— А что будет? Эти лоси дадут тебе потом уйти и жить спокойно. А жалованье назначим, как воину стражи.
— И сколько нас туда пойдет? Большой отряд?
— Как обычно — два десятка. Там сейчас столько же.
— После того… у меня видение было — битва сильная, крови много, убитые, раненые. Я там была… А потом еще хуже, как бы — не война… Лазарет большой, лекари не справляются, кровь, гной, страдание… Мой Хадар раненый, — выдохнула тяжело, стиснув зубы, сдерживая слезы, — если уж крестьян погонят…
— Хадар… он воин — учили восемь лет.

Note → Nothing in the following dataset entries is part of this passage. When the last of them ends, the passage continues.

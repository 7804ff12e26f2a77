//! Request frequency detector.
//!
//! - More than the allowed requests within the last minute
//! - Systematic traversal: a full window of recent requests with no
//!   repeated path, the way crawlers walk a site

use super::{DetectionContext, Detector, DetectorResult};
use chrono::Duration;
use std::collections::HashSet;

pub const HIGH_FREQUENCY_POINTS: u32 = 40;
pub const SYSTEMATIC_TRAVERSAL_POINTS: u32 = 30;

/// Request frequency detector.
#[derive(Debug, Clone)]
pub struct FrequencyDetector {
    rpm_threshold: u32,
    traversal_window: usize,
}

impl FrequencyDetector {
    pub fn new(rpm_threshold: u32, traversal_window: usize) -> Self {
        Self {
            rpm_threshold,
            traversal_window: traversal_window.max(2),
        }
    }
}

impl Default for FrequencyDetector {
    fn default() -> Self {
        Self::new(30, 20)
    }
}

impl Detector for FrequencyDetector {
    fn analyze(&self, ctx: &DetectionContext<'_>) -> DetectorResult {
        let mut result = DetectorResult::new(0);
        let now = ctx.signals.timestamp;
        let window_start = now - Duration::minutes(1);

        let last_minute = ctx
            .history
            .iter()
            .filter(|r| r.timestamp > window_start && r.timestamp <= now)
            .count();
        if last_minute > self.rpm_threshold as usize {
            result.add(HIGH_FREQUENCY_POINTS, "high_request_frequency");
        }
        result = result.with_metadata("requests_last_minute", last_minute.to_string());

        if ctx.history.len() >= self.traversal_window {
            let window = &ctx.history[ctx.history.len() - self.traversal_window..];
            let distinct: HashSet<&str> = window
                .iter()
                .map(|r| r.path.split('?').next().unwrap_or(&r.path))
                .collect();
            if distinct.len() == window.len() {
                result.add(SYSTEMATIC_TRAVERSAL_POINTS, "systematic_traversal");
            }
        }

        result
    }

    fn name(&self) -> &'static str {
        "frequency"
    }
}

#[cfg(test)]
mod tests {
    use super::*;
    use crate::catalog::CompiledCatalog;
    use crate::history::RequestRecord;
    use crate::signals::{RawRequest, SignalExtractor};
    use chrono::{DateTime, Utc};

    fn t0() -> DateTime<Utc> {
        "2024-05-01T10:00:00Z".parse().unwrap()
    }

    fn analyze(history: &[RequestRecord], now: DateTime<Utc>) -> DetectorResult {
        let signals = SignalExtractor::new().extract(&RawRequest::new("127.0.0.1", "/", now));
        let catalog = CompiledCatalog::default();
        let ctx = DetectionContext { signals: &signals, history, catalog: &catalog };
        FrequencyDetector::default().analyze(&ctx)
    }

    #[test]
    fn test_high_frequency() {
        // 40 requests on the same path, 1s apart
        let history: Vec<_> = (0..40)
            .map(|i| RequestRecord::new(t0() + Duration::seconds(i), "/"))
            .collect();
        let result = analyze(&history, t0() + Duration::seconds(39));
        assert_eq!(result.score, 40);
        assert_eq!(result.reasons, vec!["high_request_frequency"]);
    }

    #[test]
    fn test_systematic_traversal() {
        let history: Vec<_> = (0..20)
            .map(|i| RequestRecord::new(t0() + Duration::seconds(i * 10), format!("/page/{}", i)))
            .collect();
        let result = analyze(&history, t0() + Duration::seconds(190));
        assert_eq!(result.score, 30);
    }

    #[test]
    fn test_repeated_paths_not_systematic() {
        let history: Vec<_> = (0..20)
            .map(|i| RequestRecord::new(t0() + Duration::seconds(i * 10), format!("/page/{}", i % 5)))
            .collect();
        let result = analyze(&history, t0() + Duration::seconds(190));
        assert_eq!(result.score, 0);
    }
}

Я сам натаскивал в умениях, хоть сейчас бы в стражу. Его как отец сосватал, не спросив — по пьяни, так он ездил с нами на службу проситься. Даже не проверили, — скосил говоривший это стражник глаза на ведуна, — когда увидели, что колыхнулся при ходьбе, смотреть даже не стали на что способен.
Я замерла… задохнулась… Говорил же, что все не так, как она кричала. Верить просил. Я тихо завыла, спрятав лицо в ладонях. Почувствовала шершавую руку на волосах, ладонь несмело прошлась вниз по голове, цепляя на костяные воинские мозоли тонкие волосинки.
— Не плачь, сестренка, дадим ему знать, что с тобой случилось. Пусть сам решает, как быть. Смена туда идет скоро, расскажут все, как есть. И что любишь его, и верная…при таких-то красавцах. И что плакала сейчас…из-за него. И что не смогла уехать к нему, нас спасая. Если стоящий мужик — правильно все поймет.
— Там…нормальный. Для семейной жизни самое то. А что хромает, так и не видно почти, — поддержал тот, что учил Хадара сражаться.
Отняла руки от лица. Стыдно стало от того, что раскисла. Улыбнулась с благодарностью. На меня смотрели с непонятным уважением. Когда стреляла лучше их, не впечатлились, а сейчас чего?
ГЛАВА 14
Меня потом долго и в мелких подробностях расспрашивали о том видении. Несколько мужчин — служащих в страже и горожан, собрались для того, чтобы принять решение по этому вопросу. Интересно, что одним из присутствующих там был тот воин, что чуть не снес мне голову саблей. По тому, как они общались, поняла, что это один из начальников — не иначе. У него были красивые глаза очень необычного, чистого серого цвета. И одет сейчас он был не в одежду для тренировки, а в простую и обычную, по виду удобную и привычную для него. Сейчас им всем придется принимать непростое решение и смотрел он на меня задумчиво и внимательно. То ли не до конца веря моему рассказу, то ли пытаясь осмыслить и как-то понять мое видение. Впрочем, как и все они. И не понятно было — если он начальство, то что делал тогда там, в обшарпанной кожаной справе?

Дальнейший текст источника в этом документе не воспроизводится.